» Task to complete: Write out every line below that contains "derive".

» Provided data:
┌────────

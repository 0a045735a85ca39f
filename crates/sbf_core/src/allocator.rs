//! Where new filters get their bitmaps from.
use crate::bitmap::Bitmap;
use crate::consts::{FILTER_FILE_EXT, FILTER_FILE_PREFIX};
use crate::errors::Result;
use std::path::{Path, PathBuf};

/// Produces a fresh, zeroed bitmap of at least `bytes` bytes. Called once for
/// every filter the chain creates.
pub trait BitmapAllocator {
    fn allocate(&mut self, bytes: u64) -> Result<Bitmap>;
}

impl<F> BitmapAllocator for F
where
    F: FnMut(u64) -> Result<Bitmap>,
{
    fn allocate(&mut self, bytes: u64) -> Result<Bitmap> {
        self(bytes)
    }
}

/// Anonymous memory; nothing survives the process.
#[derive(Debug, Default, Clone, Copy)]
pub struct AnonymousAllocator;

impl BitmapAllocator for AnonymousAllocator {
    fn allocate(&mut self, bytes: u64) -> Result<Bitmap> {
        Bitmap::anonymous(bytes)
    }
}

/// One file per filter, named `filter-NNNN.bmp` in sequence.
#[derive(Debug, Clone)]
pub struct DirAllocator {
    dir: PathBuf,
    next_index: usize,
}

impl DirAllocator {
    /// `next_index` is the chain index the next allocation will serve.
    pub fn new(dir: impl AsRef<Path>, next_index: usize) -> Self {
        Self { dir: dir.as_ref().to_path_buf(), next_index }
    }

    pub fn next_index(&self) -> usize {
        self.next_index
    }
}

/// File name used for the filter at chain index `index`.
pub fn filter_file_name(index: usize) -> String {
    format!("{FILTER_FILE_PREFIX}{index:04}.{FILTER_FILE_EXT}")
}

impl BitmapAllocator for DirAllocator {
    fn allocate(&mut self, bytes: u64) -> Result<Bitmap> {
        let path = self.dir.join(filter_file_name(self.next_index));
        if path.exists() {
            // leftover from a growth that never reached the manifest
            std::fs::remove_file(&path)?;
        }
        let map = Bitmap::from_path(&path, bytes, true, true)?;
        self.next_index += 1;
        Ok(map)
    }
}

└────────

» Reply:
#[derive(Debug, Default, Clone, Copy)]
#[derive(Debug, Clone)]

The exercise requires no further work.